(Stored data entries)
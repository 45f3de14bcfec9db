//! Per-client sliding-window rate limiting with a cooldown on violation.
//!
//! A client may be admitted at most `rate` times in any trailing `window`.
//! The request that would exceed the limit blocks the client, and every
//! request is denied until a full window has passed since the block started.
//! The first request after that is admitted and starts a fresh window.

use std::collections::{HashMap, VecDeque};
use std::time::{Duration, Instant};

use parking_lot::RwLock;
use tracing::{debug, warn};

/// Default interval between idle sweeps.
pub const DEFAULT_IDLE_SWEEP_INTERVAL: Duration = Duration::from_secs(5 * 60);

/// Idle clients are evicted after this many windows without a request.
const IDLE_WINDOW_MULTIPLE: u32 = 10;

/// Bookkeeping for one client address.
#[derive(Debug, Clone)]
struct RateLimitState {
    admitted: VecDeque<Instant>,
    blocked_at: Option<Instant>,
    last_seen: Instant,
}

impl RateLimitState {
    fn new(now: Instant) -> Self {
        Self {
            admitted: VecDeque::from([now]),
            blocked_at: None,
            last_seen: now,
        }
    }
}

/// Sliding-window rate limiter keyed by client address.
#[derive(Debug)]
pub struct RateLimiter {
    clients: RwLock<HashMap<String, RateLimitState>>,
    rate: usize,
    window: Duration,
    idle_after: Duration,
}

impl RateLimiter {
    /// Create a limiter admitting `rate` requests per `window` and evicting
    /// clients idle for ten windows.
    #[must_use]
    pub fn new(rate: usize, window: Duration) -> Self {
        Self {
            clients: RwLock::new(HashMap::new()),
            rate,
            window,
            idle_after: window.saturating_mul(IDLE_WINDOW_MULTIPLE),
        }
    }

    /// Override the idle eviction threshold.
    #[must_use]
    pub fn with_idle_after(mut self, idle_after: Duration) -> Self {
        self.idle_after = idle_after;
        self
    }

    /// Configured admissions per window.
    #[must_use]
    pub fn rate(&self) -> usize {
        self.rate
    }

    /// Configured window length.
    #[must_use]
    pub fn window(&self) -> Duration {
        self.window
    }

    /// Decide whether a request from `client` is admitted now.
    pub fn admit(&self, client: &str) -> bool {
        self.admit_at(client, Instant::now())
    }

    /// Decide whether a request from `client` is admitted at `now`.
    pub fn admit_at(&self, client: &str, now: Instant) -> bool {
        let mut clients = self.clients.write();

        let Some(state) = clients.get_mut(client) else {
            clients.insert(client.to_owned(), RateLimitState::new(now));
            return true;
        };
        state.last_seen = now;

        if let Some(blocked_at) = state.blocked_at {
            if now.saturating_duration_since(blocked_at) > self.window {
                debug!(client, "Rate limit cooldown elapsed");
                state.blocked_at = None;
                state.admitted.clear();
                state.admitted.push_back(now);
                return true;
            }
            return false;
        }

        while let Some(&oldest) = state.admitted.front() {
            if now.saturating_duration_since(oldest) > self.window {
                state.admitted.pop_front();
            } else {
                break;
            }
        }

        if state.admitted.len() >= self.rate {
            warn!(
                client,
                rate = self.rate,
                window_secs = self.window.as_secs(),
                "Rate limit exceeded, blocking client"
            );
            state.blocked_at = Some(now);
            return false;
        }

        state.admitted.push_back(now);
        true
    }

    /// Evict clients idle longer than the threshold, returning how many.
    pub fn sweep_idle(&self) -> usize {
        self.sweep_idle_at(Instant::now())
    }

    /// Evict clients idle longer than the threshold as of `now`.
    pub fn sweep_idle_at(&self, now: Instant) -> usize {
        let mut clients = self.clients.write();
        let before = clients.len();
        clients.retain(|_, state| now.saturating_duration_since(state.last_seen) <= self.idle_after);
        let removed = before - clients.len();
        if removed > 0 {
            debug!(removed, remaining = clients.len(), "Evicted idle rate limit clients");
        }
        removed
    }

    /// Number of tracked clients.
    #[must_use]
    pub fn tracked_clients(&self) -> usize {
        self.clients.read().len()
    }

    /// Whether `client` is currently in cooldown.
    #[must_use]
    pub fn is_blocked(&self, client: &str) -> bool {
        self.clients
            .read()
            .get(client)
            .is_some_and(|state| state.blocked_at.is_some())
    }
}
---
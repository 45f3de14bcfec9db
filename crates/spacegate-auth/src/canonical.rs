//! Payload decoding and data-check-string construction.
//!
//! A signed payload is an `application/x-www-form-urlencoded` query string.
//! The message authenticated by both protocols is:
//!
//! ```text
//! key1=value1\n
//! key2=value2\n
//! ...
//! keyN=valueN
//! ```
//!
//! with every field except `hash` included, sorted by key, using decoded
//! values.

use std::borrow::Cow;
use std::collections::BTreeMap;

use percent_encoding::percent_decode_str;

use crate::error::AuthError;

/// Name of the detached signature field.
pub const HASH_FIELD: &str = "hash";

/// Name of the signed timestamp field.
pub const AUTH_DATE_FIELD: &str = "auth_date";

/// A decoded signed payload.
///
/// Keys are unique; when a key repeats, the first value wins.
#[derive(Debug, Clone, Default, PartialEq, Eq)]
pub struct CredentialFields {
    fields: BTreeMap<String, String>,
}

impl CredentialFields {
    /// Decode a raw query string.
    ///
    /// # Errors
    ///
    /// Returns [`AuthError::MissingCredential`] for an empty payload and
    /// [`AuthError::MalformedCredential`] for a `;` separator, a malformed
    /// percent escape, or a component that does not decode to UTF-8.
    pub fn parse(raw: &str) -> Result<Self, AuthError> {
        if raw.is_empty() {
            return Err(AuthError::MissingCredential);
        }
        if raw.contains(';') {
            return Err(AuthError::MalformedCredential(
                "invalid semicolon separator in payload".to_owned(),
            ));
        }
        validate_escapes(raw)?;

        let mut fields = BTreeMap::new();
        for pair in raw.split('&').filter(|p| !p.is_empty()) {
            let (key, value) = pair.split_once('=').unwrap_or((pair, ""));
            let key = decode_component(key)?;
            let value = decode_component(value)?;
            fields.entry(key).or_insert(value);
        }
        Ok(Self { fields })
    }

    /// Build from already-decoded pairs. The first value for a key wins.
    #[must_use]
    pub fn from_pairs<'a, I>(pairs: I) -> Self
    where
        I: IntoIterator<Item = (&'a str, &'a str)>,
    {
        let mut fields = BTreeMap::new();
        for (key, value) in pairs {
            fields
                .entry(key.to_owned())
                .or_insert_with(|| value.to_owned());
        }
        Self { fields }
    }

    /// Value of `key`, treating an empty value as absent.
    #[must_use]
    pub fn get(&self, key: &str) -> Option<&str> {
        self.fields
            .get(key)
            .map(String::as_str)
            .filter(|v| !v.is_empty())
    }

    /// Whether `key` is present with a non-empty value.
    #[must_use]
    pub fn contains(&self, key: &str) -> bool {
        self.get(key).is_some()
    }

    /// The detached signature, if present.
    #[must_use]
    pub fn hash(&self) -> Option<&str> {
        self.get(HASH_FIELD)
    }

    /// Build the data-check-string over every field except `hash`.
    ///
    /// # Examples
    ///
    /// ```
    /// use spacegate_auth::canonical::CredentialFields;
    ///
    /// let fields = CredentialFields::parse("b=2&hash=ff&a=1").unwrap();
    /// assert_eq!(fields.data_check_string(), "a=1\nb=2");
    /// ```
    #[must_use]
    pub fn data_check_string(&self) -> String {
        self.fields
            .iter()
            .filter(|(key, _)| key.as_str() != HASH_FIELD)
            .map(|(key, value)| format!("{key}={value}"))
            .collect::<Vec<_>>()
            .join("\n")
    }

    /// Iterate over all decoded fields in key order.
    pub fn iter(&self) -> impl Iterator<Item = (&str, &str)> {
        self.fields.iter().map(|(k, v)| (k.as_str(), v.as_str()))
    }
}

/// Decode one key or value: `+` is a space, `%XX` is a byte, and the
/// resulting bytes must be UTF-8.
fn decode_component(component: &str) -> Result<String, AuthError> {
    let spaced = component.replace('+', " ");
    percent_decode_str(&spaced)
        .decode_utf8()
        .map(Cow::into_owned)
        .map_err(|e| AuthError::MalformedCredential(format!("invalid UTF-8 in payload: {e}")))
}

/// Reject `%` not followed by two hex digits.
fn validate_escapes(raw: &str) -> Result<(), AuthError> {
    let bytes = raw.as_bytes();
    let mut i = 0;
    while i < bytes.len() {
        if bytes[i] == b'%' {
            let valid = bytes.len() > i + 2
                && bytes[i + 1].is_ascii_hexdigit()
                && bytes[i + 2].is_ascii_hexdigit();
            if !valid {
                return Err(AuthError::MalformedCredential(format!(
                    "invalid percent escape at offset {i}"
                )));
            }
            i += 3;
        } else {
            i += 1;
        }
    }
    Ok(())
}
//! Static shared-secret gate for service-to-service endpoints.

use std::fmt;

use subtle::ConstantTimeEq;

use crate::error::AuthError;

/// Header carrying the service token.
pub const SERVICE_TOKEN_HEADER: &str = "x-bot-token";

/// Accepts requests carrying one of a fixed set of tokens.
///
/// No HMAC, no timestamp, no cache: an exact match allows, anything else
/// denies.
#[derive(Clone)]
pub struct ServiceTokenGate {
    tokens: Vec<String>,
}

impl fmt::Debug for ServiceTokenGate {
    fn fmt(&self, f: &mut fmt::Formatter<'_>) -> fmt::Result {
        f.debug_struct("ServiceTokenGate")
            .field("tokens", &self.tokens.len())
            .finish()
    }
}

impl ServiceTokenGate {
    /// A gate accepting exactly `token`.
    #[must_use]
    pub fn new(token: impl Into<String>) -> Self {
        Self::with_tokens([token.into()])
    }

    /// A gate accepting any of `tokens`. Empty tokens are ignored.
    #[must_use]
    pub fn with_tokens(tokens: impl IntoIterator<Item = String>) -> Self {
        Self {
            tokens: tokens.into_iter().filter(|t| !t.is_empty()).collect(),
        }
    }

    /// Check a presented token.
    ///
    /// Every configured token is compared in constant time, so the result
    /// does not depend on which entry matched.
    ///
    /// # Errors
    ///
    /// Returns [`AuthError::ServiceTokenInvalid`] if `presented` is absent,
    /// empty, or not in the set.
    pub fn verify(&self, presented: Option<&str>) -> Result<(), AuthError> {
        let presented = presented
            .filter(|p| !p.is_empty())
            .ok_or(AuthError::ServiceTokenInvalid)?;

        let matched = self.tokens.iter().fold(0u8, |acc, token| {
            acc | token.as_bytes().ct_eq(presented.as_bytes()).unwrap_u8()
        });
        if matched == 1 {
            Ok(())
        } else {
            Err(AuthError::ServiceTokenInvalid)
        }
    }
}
--
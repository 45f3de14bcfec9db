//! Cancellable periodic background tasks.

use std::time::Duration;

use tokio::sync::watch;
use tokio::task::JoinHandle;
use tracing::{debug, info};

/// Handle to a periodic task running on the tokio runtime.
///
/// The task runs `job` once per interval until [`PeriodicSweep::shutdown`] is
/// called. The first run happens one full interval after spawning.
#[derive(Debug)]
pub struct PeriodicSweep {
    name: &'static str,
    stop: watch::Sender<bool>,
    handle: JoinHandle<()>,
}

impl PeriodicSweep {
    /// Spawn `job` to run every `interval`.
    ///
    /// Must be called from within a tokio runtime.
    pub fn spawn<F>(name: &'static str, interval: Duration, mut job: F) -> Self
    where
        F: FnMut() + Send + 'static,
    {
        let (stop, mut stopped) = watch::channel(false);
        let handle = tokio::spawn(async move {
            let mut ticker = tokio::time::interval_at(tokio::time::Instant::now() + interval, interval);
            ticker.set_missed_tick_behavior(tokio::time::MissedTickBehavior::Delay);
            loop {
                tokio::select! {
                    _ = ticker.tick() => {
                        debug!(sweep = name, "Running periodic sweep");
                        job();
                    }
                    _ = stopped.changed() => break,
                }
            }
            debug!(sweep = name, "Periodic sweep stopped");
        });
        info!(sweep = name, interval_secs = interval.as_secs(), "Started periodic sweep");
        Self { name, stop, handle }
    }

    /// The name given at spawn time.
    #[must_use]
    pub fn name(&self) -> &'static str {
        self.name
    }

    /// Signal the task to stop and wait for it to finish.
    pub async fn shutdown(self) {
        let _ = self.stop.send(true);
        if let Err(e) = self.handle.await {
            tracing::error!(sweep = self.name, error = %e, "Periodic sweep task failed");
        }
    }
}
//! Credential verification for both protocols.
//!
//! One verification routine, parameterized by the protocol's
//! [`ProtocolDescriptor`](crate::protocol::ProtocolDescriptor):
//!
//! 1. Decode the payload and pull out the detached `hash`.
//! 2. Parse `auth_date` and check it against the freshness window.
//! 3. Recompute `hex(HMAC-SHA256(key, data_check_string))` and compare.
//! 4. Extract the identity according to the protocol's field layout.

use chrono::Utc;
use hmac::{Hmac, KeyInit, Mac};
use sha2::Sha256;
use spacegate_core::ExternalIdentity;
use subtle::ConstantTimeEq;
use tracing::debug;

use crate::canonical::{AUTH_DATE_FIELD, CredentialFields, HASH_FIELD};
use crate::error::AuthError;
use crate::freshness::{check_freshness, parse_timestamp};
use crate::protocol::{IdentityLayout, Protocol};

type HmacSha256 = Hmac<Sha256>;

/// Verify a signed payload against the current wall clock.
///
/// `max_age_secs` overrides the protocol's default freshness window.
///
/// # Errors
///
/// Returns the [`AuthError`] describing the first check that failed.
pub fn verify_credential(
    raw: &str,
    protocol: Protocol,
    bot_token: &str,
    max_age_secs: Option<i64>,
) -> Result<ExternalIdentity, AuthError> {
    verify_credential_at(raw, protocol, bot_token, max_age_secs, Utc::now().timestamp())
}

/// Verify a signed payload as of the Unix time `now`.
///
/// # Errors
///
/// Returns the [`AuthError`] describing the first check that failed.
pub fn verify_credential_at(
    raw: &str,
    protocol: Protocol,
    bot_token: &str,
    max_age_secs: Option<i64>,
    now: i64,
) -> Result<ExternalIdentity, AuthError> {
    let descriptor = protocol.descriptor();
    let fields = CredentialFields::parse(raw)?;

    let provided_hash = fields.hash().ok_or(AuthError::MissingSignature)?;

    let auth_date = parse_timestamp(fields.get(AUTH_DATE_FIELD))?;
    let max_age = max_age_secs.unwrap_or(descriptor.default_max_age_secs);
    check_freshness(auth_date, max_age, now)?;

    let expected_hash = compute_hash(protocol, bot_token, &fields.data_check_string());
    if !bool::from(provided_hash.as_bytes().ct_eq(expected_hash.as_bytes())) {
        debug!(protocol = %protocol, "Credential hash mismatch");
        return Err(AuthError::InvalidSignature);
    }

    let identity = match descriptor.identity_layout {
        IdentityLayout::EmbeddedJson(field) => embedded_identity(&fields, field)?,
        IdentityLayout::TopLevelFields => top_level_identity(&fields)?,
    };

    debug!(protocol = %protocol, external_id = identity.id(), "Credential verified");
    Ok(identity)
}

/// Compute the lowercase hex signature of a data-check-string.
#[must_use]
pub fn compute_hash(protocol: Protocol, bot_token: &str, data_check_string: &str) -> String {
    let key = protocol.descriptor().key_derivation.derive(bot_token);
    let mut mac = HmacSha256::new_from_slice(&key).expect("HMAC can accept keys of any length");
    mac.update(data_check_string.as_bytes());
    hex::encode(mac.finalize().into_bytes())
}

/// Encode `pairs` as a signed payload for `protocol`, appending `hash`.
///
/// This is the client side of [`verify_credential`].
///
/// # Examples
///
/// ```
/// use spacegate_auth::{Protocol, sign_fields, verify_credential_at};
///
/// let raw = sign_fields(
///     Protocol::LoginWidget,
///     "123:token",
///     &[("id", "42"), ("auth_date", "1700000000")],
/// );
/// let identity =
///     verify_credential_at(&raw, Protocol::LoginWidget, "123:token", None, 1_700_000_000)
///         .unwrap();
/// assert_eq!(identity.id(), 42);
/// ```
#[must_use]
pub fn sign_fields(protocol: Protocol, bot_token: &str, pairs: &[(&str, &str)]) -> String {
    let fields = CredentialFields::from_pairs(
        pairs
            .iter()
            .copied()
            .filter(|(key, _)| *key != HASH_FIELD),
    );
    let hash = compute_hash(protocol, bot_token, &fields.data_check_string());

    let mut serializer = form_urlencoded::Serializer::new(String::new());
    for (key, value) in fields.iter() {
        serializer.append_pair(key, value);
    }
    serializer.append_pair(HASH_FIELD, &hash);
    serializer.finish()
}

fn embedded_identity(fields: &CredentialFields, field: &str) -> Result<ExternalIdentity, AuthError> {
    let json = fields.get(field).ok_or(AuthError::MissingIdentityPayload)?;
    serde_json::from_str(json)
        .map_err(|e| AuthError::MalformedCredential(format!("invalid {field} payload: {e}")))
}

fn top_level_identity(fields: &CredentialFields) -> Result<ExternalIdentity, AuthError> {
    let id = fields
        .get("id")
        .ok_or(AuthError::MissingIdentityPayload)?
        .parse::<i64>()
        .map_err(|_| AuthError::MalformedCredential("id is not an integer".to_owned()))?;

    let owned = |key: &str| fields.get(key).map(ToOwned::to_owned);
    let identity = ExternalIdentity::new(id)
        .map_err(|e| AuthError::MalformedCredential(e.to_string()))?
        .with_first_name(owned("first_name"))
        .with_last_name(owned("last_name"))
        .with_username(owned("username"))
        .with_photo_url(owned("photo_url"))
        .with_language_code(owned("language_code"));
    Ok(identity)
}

### WHAT TO PRODUCE
Could you return the lines in the entries above that contain "BTreeMap"?

### ANSWER BOX
use std::collections::BTreeMap;
    fields: BTreeMap<String, String>,
        let mut fields = BTreeMap::new();
        let mut fields = BTreeMap::new();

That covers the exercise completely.